The best conversations happen around the table, specifically a table full of food. Each week, join host Amy Dolan and her dinner guests—chefs, pastors, bakers and soup kitchen volunteers—for conversations about the magic of the table. If you’ve always wanted to host meals but haven’t known how, or you host one every night and you’re looking for ways to bring greater meaning to what you do, Feeding People is for you.

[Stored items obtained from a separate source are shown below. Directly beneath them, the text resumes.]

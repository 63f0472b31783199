//! Viewbench command line runner.
//!
//! Usage:
//!   viewbench                                   # defaults: 10k rows, 100 wps, 10 readers
//!   viewbench --rows 50000 --wps 500 --readers 32
//!   viewbench --format json --backends 2 --read-latency-us 800
//!   viewbench --fail-fast -vv

use std::{pin::pin, process::ExitCode, time::Duration};

use clap::{Parser, ValueEnum};
use futures::StreamExt;
use tracing::Level;
use viewbench::{
    BenchmarkConfig, JsonReporter, MemoryBackend, Reporter, Suite, TextReporter,
    backend::Latency,
};

#[derive(Parser, Debug)]
#[command(name = "viewbench", about = "Benchmark view-event storage backends")]
struct Cli {
    /// Rows loaded before any measurement.
    #[arg(long, default_value_t = 10_000)]
    rows: usize,

    /// Target rate of the background write stream, in rows per second.
    #[arg(long, default_value_t = 100.0)]
    wps: f64,

    /// Concurrent readers in the parallel test.
    #[arg(long, default_value_t = 10)]
    readers: usize,

    /// Rows in the timed bulk insert.
    #[arg(long, default_value_t = 100_000)]
    static_rows: usize,

    /// Calls per read measurement.
    #[arg(long, default_value_t = 100)]
    repeats: u32,

    /// Pause after loading data, in milliseconds.
    #[arg(long, default_value_t = 1_000)]
    settle_ms: u64,

    /// Head start given to the write stream, in milliseconds.
    #[arg(long, default_value_t = 1_000)]
    warm_up_ms: u64,

    /// Longest the write stream may keep producing, in seconds.
    #[arg(long, default_value_t = 10)]
    produce_secs: u64,

    #[arg(long, default_value_t = 0x5eed)]
    seed: u64,

    #[arg(long, value_enum, default_value_t = Format::Text)]
    format: Format,

    /// Stop at the first backend that fails.
    #[arg(long)]
    fail_fast: bool,

    /// Number of in-memory backends to register.
    #[arg(long, default_value_t = 1)]
    backends: usize,

    /// Artificial latency per inserted row, in microseconds.
    #[arg(long, default_value_t = 0)]
    insert_latency_us: u64,

    /// Artificial latency per read, in microseconds.
    #[arg(long, default_value_t = 0)]
    read_latency_us: u64,

    /// More logging (-v debug, -vv trace).
    #[arg(short, long, action = clap::ArgAction::Count)]
    verbose: u8,
}

#[derive(Clone, Copy, Debug, ValueEnum)]
enum Format {
    Text,
    Json,
}

fn main() -> ExitCode {
    let cli = Cli::parse();

    let level = match cli.verbose {
        0 => Level::INFO,
        1 => Level::DEBUG,
        _ => Level::TRACE,
    };
    tracing_subscriber::fmt()
        .with_max_level(level)
        .with_writer(std::io::stderr)
        .init();

    // Every reader plus the producer and the consumer get a thread of their own.
    let threads = num_cpus::get().max(cli.readers + 2);
    let runtime = match tokio::runtime::Builder::new_multi_thread()
        .worker_threads(threads)
        .enable_all()
        .build()
    {
        Ok(runtime) => runtime,
        Err(e) => {
            tracing::error!("Failed to start runtime: {e}");
            return ExitCode::FAILURE;
        }
    };

    runtime.block_on(run(cli))
}

async fn run(cli: Cli) -> ExitCode {
    let config = BenchmarkConfig::builder()
        .rows_count(cli.rows)
        .writes_per_second(cli.wps)
        .readers_count(cli.readers)
        .static_rows(cli.static_rows)
        .repeats(cli.repeats)
        .settle(Duration::from_millis(cli.settle_ms))
        .warm_up(Duration::from_millis(cli.warm_up_ms))
        .max_producing_time(Duration::from_secs(cli.produce_secs))
        .seed(cli.seed)
        .build();

    let mut suite = match Suite::new(config) {
        Ok(suite) => suite,
        Err(e) => {
            tracing::error!("{e}");
            return ExitCode::FAILURE;
        }
    };

    let latency = Latency {
        insert_per_row: Duration::from_micros(cli.insert_latency_us),
        read: Duration::from_micros(cli.read_latency_us),
        ..Latency::default()
    };
    for i in 0..cli.backends {
        let name = if cli.backends == 1 {
            "memory".to_string()
        } else {
            format!("memory-{}", i + 1)
        };
        suite.register(MemoryBackend::builder().name(name).latency(latency).build());
    }

    tracing::info!(
        "Benchmarking {} with {} rows, {} wps, {} readers",
        suite.backends().collect::<Vec<_>>().join(", "),
        cli.rows,
        cli.wps,
        cli.readers
    );

    let text = TextReporter::new(cli.static_rows);
    let mut failures = 0;
    let mut results = pin!(suite.run());
    while let Some(result) = results.next().await {
        let record = match result {
            Ok(record) => record,
            Err(e) => {
                tracing::error!("{e}");
                failures += 1;
                if cli.fail_fast {
                    break;
                }
                continue;
            }
        };
        let reported = match cli.format {
            Format::Text => text.report(&record).await,
            Format::Json => JsonReporter.report(&record).await,
        };
        if let Err(e) = reported {
            tracing::error!("Failed to report {}: {e}", record.backend);
            return ExitCode::FAILURE;
        }
    }

    if failures > 0 {
        tracing::error!("{failures} backend(s) failed");
        ExitCode::FAILURE
    } else {
        ExitCode::SUCCESS
    }
}
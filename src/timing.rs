//! Elapsed-time measurement.
//!
//! All clocks here are `tokio::time::Instant`, so measurements follow a paused
//! runtime clock in tests.

use std::time::Duration;

use futures::future::BoxFuture;
use tokio::time::Instant;
use uuid::Uuid;

use crate::{backend::Session, error::BackendError};

/// Awaits `fut` and returns its output together with how long it took.
pub async fn timed<F: Future>(fut: F) -> (F::Output, Duration) {
    let started = Instant::now();
    let output = fut.await;
    (output, started.elapsed())
}

/// Runs `op` `repeats` times back to back on `session` and returns the mean
/// duration of a single call.
///
/// The first failing call aborts the measurement.
pub async fn measure<S, T, F>(
    session: &mut S,
    repeats: u32,
    mut op: F,
) -> Result<Duration, BackendError>
where
    S: ?Sized + Send,
    F: for<'s> FnMut(&'s mut S) -> BoxFuture<'s, Result<T, BackendError>> + Send,
{
    let repeats = repeats.max(1);
    let started = Instant::now();
    for _ in 0..repeats {
        op(session).await?;
    }
    Ok(started.elapsed() / repeats)
}

/// A read measurement that can be replayed in every phase.
#[derive(Debug, Clone, Copy, PartialEq, Eq)]
pub enum Probe {
    LastTimecode { film_id: Uuid, user_id: Uuid },
    MostViewed,
}

impl Probe {
    /// Mean latency of this read over `repeats` calls on one session.
    pub async fn measure(
        self,
        session: &mut Box<dyn Session>,
        repeats: u32,
    ) -> Result<Duration, BackendError> {
        match self {
            Probe::LastTimecode { film_id, user_id } => {
                measure(session, repeats, move |s| s.retrieve_last_timecode(film_id, user_id)).await
            }
            Probe::MostViewed => measure(session, repeats, |s| s.retrieve_most_viewed()).await,
        }
    }
}

#[cfg(all(test, feature = "builtins"))]
mod tests {
    use super::*;
    use crate::backend::{Backend, Latency, MemoryBackend};

    #[tokio::test(start_paused = true)]
    async fn timed_reports_elapsed() {
        let (value, elapsed) = timed(async {
            tokio::time::sleep(Duration::from_millis(40)).await;
            7
        })
        .await;
        assert_eq!(value, 7);
        assert_eq!(elapsed, Duration::from_millis(40));
    }

    #[tokio::test(start_paused = true)]
    async fn measure_returns_mean_per_call() {
        let backend = MemoryBackend::builder()
            .latency(Latency {
                read: Duration::from_millis(2),
                ..Latency::default()
            })
            .build();
        let mut session = backend.connect().await.unwrap();

        let mean = Probe::MostViewed.measure(&mut session, 100).await.unwrap();
        assert_eq!(mean, Duration::from_millis(2));
    }

    #[tokio::test]
    async fn measure_stops_at_first_failure() {
        let backend = MemoryBackend::builder()
            .fail_on(crate::backend::Operation::LastTimecode)
            .build();
        let mut session = backend.connect().await.unwrap();
        let probe = Probe::LastTimecode {
            film_id: Uuid::nil(),
            user_id: Uuid::nil(),
        };
        assert!(probe.measure(&mut session, 10).await.is_err());
    }
}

Kelly Dolan: A Love for Vegetables
Kelly Dolan, producer of the Feeding People podcast (and host Amy Dolan’s husband), joins Amy for a conversation about how his limited food preferences as a child — including a dislike for almost all fruits and vegetables — transformed as an adult into an almost entirely plant-based diet. Kelly shares how his decision to stop eating meat also set the stage for larger decisions he made to address his mental health and overall wellbeing.
Liz Abunaw: The Magic of a Grocery Store 🅴
Liz Abunaw, the founder and owner of Forty Acres Fresh Market in Chicago’s Austin neighborhood, joins Amy to talk about everything that makes grocery stores great—including “grocery theater,” the music that’s played, and the ideal size of shopping carts. Liz shares her journey of starting Forty Acres Fresh Market, which broke ground last year and will be the Chicago’s first Black female-owned grocery store. In this episode and in her work, Liz challenges the standard narratives around which neig
Raeghn Draper: The Chicago Hospitality Industry + A Vision Forward 🅴
Raeghn Draper, a Chicago-based community organizer, writer, and hospitality professional, joins Amy to discuss the current state of Chicago’s hospitality industry, the history of tipping in America, and how Raeghn’s organization, the CHAAD project, is working to advance accountability and end labor abuses within the industry. Raeghn shares their vision for an equitable hospitality industry and practical ways customers can show support when visiting restaurants.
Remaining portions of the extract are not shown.